Jan Škrdlík started to take part in competitions in the late 1980s, both as a solo musician and as part of ensembles, and won his first awards. His greatest success was the Silver Medal and the Special Prize for the best rendering of a Beethoven composition at the prestigious International Beethoven Contest in Hradec. Consistently high standards led to being awarded a year's scholarship visit to Spain in the late 1980s. During his studies in Barcelona, he helped establish the first professional ensemble in Murcia, southern Spain. In 1991, the Czechoslovak Music Foundation awarded him their prize for the promotion of Czech music abroad. Since then, Jan Škrdlík has performed in Europe and beyond, both solo and as part of music ensembles.

==Teaching==
From 1997 to 2009 Škrdlík taught violoncello and chamber music performance at the Brno Conservatory. Some of his students later collaborated with him on musical projects or became members of ensembles that he led. His international pedagogical activity began in 2003, when he took charge of cello interpretation courses in Murcia, southern Spain.

Since 2004 Škrdlík has co-organised and led music interpretation courses in Opočno; from 2016 these activities have continued in the South Moravian town of Miroslav under the title "Beautiful Tones over Miroslav". The Miroslav interpretation courses are conceived as low-fee residential summer courses for a small string orchestra and chamber ensembles, culminating in public concerts. They bring together participants of different ages and skill levels and emphasise the joy of music-making and mutual support rather than competition or strictly performance-oriented criteria.

Škrdlík’s teaching in these and other courses focuses on the natural musical development of the student and on personal growth, with a relatively low emphasis on theoretical drilling and on criticism of individual performances. In addition to work with conservatory and university students he has also been involved in programmes that use music education as a tool for social inclusion. Within the European URBACT network’s project OnStage – Music Schools for Social Change he provides group cello lessons for Roma children and other pupils from socially disadvantaged backgrounds at primary schools in Brno, applying participatory, low-pressure group teaching methods.

== Writing ==
Jan Škrdlík has written a book of poetry, Tvá slova [“Thy Words”], and several sociologically oriented popular articles, published in Kamínky journal of the Family and Social Care Centre, Brno. He has also written other pieces in Czech and Spanish.

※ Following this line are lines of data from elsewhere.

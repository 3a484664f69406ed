// lv-sorter: sort a folder of photos and videos into album groups.
// Usage: lv-sorter pick ~/Pictures && lv-sorter ls -m photos -s alpha

const VERSION: &str = env!("CARGO_PKG_VERSION");
const GIT_HASH: &str = env!("GIT_HASH");

mod cli;

use std::path::PathBuf;

use anyhow::Result;
use clap::{Parser, Subcommand};

use lv_sorter::config::{self, GridConfig};
use lv_sorter::{HandleStore, LocalFs, MediaFilter, Session, SortMode};

#[derive(Parser, Debug)]
#[command(name = "lv-sorter", about = "Media sorter: browse, filter and file photos and videos into albums")]
struct Cli {
    #[command(subcommand)]
    command: Option<Commands>,

    /// Verbose logging to stderr
    #[arg(short, long, global = true)]
    debug: bool,

    /// Store file (defaults to the platform data dir)
    #[arg(long, global = true, env = "LV_SORTER_DB")]
    db: Option<PathBuf>,

    /// Cells per grid batch
    #[arg(long, global = true, default_value_t = 50)]
    batch_size: usize,

    /// Thumbnail edge length in px
    #[arg(long, global = true, default_value_t = 160)]
    thumb_size: u32,

    /// Print version and exit
    #[arg(short = 'V', long)]
    version: bool,
}

#[derive(Subcommand, Debug)]
enum Commands {
    /// Choose the root folder (remembered for next time)
    Pick { path: PathBuf },
    /// List the grid
    Ls {
        /// Show ALBUM/GROUP instead of the root
        #[arg(long)]
        group: Option<String>,
        /// Case-insensitive name search
        #[arg(short, long, default_value = "")]
        query: String,
        /// all | photos | videos
        #[arg(short, long, default_value = "all")]
        media: MediaFilter,
        /// alpha | date
        #[arg(short, long, default_value = "date")]
        sort: SortMode,
        /// Include subdirectories
        #[arg(short, long)]
        recursive: bool,
        /// Batches to load
        #[arg(long, default_value_t = 1)]
        pages: usize,
    },
    /// List albums and their groups
    Albums,
    /// Create an album under the root
    AddAlbum { name: String },
    /// Create a group inside an album
    AddGroup { album: String, name: String },
    /// Move files into ALBUM/GROUP
    Mv {
        #[arg(long)]
        to: String,
        /// Take the files from ALBUM/GROUP instead of the root
        #[arg(long)]
        group: Option<String>,
        #[arg(required = true)]
        names: Vec<String>,
    },
    /// Rename a file, keeping its extension
    Rename { name: String, new_base: String },
    /// Delete a file
    Rm { name: String },
    /// Show file metadata
    Info { name: String },
    /// Open a file with the default application
    Open { name: String },
    /// Render thumbnails for the first pages of the grid
    Thumbs {
        out: PathBuf,
        #[arg(long, default_value_t = 1)]
        pages: usize,
        /// Download ffmpeg if it is not installed
        #[arg(long)]
        fetch_ffmpeg: bool,
    },
}

fn init_logging(debug: bool) {
    let env = env_logger::Env::default().default_filter_or("warn");
    let mut builder = env_logger::Builder::from_env(env);
    if debug {
        builder.filter_level(log::LevelFilter::Debug);
    }
    builder.format_timestamp(None).init();
}

fn main() {
    let args = Cli::parse();
    init_logging(args.debug);

    if args.version {
        println!("lv-sorter {} ({})", VERSION, GIT_HASH);
        return;
    }

    if let Err(e) = run(args) {
        eprintln!("lv-sorter: {:#}", e);
        std::process::exit(1);
    }
}

fn run(args: Cli) -> Result<()> {
    // ── Store ───────────────────────────────────────────────────────────
    let db_path = args.db.unwrap_or_else(config::default_db_path);
    let store = HandleStore::open(&db_path)?;

    let grid = GridConfig {
        batch_size: args.batch_size.max(1),
        thumb_size: args.thumb_size.max(1),
        ..GridConfig::default()
    };
    let mut s = Session::new(LocalFs, store, grid, 1280.0);

    // `pick` chooses a new root; everything else works on the remembered one.
    let cmd = match args.command {
        Some(Commands::Pick { path }) => return cli::pick(&mut s, &path),
        other => other,
    };
    if !cli::restore(&mut s)? {
        return Ok(());
    }
    log::debug!("lv-sorter {} ({})", VERSION, GIT_HASH);

    match cmd {
        None => {
            cli::print_grid(&s);
            Ok(())
        }
        Some(Commands::Pick { .. }) => Ok(()),
        Some(Commands::Ls {
            group,
            query,
            media,
            sort,
            recursive,
            pages,
        }) => cli::ls(
            &mut s,
            &cli::LsOpts {
                group,
                query,
                media,
                sort,
                recursive,
                pages,
            },
        ),
        Some(Commands::Albums) => cli::albums(&mut s),
        Some(Commands::AddAlbum { name }) => cli::add_album(&mut s, &name),
        Some(Commands::AddGroup { album, name }) => cli::add_group(&mut s, &album, &name),
        Some(Commands::Mv { to, group, names }) => cli::mv(&mut s, &to, group.as_deref(), &names),
        Some(Commands::Rename { name, new_base }) => cli::rename(&mut s, &name, &new_base),
        Some(Commands::Rm { name }) => cli::rm(&mut s, &name),
        Some(Commands::Info { name }) => cli::info(&s, &name),
        Some(Commands::Open { name }) => cli::open(&s, &name),
        Some(Commands::Thumbs {
            out,
            pages,
            fetch_ffmpeg,
        }) => cli::thumbs(&mut s, &out, pages, fetch_ffmpeg),
    }
}
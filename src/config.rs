use std::path::PathBuf;

use directories::ProjectDirs;

/// Store file name inside the data directory.
pub const STORE_FILE: &str = "file-sorter.db";
/// Environment override for the store location.
pub const STORE_ENV: &str = "LV_SORTER_DB";

/// Tunables for the incremental grid and the thumbnail pipeline.
#[derive(Clone, Debug, PartialEq)]
pub struct GridConfig {
    /// Cells materialized per `load_more`.
    pub batch_size: usize,
    /// Edge length of a (square) thumbnail, px.
    pub thumb_size: u32,
    /// Extra margin around the viewport in which cells count as visible, px.
    pub lookahead_px: f32,
    /// Distance from the end of the content that triggers another batch, px.
    pub scroll_threshold_px: f32,
    pub video_seek_secs: f32,
    pub jpeg_quality: u8,
    pub gap_px: f32,
    /// Height of the file-name label under each thumbnail, px.
    pub label_px: f32,
}

impl Default for GridConfig {
    fn default() -> Self {
        Self {
            batch_size: 50,
            thumb_size: 160,
            lookahead_px: 200.0,
            scroll_threshold_px: 100.0,
            video_seek_secs: 0.5,
            jpeg_quality: 75,
            gap_px: 8.0,
            label_px: 24.0,
        }
    }
}

impl GridConfig {
    /// Vertical space one grid row takes.
    pub fn row_height(&self) -> f32 {
        self.thumb_size as f32 + self.label_px + self.gap_px
    }

    /// How many cells fit side by side in a container `width` px wide.
    pub fn columns_for(&self, width: f32) -> usize {
        let cell = self.thumb_size as f32 + self.gap_px;
        ((width + self.gap_px) / cell).floor().max(1.0) as usize
    }
}

pub fn default_db_path() -> PathBuf {
    if let Some(dirs) = ProjectDirs::from("dev", "lv", "lv-sorter") {
        let data = dirs.data_dir();
        if let Err(e) = std::fs::create_dir_all(data) {
            log::warn!("cannot create {}: {}", data.display(), e);
        }
        data.join(STORE_FILE)
    } else {
        PathBuf::from(STORE_FILE)
    }
}
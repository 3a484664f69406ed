//! Search / media-type filter / sort over a scanned file list.

use std::cmp::Ordering;

use unicode_normalization::char::is_combining_mark;
use unicode_normalization::UnicodeNormalization;

use crate::media::{ext_of, IMAGE_EXTS, VIDEO_EXTS};
use crate::model::{FileEntry, MediaFilter, SortMode};

/// Derive the displayed list from `all`. Never touches `all`; always
/// returns a fresh Vec.
pub fn apply_filters(
    all: &[FileEntry],
    query: &str,
    media: MediaFilter,
    sort: SortMode,
) -> Vec<FileEntry> {
    let q = query.trim().to_lowercase();

    let mut list: Vec<FileEntry> = all
        .iter()
        .filter(|f| q.is_empty() || f.name.to_lowercase().contains(&q))
        .filter(|f| matches_media(&f.name, media))
        .cloned()
        .collect();

    match sort {
        SortMode::Alpha => list.sort_by(|a, b| collate(&a.name, &b.name)),
        SortMode::Date => list.sort_by(|a, b| b.date.cmp(&a.date)),
    }
    list
}

fn matches_media(name: &str, media: MediaFilter) -> bool {
    let ext = ext_of(name);
    match media {
        MediaFilter::All => true,
        MediaFilter::Photos => IMAGE_EXTS.contains(&ext.as_str()),
        MediaFilter::Videos => VIDEO_EXTS.contains(&ext.as_str()),
    }
}

/// Locale-style name ordering. Letters compare with accents and case
/// folded away first, then unaccented sorts before accented, then
/// lowercase before uppercase, then raw bytes decide.
pub fn collate(a: &str, b: &str) -> Ordering {
    let primary = base_letters(a).cmp(base_letters(b));
    if primary != Ordering::Equal {
        return primary;
    }
    let secondary = folded(a).cmp(folded(b));
    if secondary != Ordering::Equal {
        return secondary;
    }
    let tertiary = a
        .chars()
        .map(|c| c.is_uppercase())
        .cmp(b.chars().map(|c| c.is_uppercase()));
    tertiary.then_with(|| a.cmp(b))
}

/// Lowercased, decomposed, combining marks dropped: "Été" → "ete".
fn base_letters(s: &str) -> impl Iterator<Item = char> + '_ {
    s.nfd()
        .filter(|c| !is_combining_mark(*c))
        .flat_map(char::to_lowercase)
}

/// Lowercased and decomposed, marks kept, so accents order after their
/// base letter.
fn folded(s: &str) -> impl Iterator<Item = char> + '_ {
    s.nfd().flat_map(char::to_lowercase)
}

In 2020 he published, in Czech, a further book of poetry. The English version, VARIATIONS ON TZARA • The Son-of-a-Narcissist-Mother’s Guide Book, followed.

=== Poem Sanz Briz and the Smile in the Abyss of Time ===
In September 2013, Jan Škrdlík wrote the poem Sanz Briz and the Smile in the Depths of Time for the Week of Jewish Culture in Brno. The poem deals with the Spanish diplomat who in 1944 saved 5,300 Jews in Budapest. At the event held on 15 September 2013, the author himself recited the poem as part of his cello recital. In October 2013 the poem was first printed in the magazine of the Jewish Community of Brno, Kachol Velavan. Between 2013 and 2016 the poem was recited many times at Jan Škrdlík’s cello recitals. In 2014 it was published in the Spanish university journal Digilec, ISSN 2386-6691, in Czech and in Spanish. In 2015 the poem was recorded in the studio by Alfred Strejček. In 2015 Marjolein de Roos translated the poem into Dutch. In the same year, the American composer of Jewish origin Hayden Wayne wrote a melodrama based on the English text of the poem Sanz Briz and the Smile in the Depths of Time. In 2016 the Mexican composer and guitarist Omar Rojas wrote another melodrama on the Spanish text of the poem. On 11 November 2016 Richard Wilson recited the English version of the poem in the prestigious Shire Hall in Hereford, England, during an evening dedicated to the memory of Ángel Sanz Briz. The event attracted considerable response in the English press. Peter Williams, editor of the Hereford Times, for example, wrote of the poem as having "an almost unbearable poignancy to a deeply moving experience". In 2016 the Mexican composer Omar Rojas wrote yet another, his second, melodrama on the text of the poem Sanz Briz and the Smile in the Depths of Time. In February 2017 the chamber orchestra Brněnští komorní sólisté, Richard Wilson (English version) and Alfred Strejček (Czech version) made a recording of Omar Rojas’s melodrama Sanz Briz for a CD released by the label Art Petra.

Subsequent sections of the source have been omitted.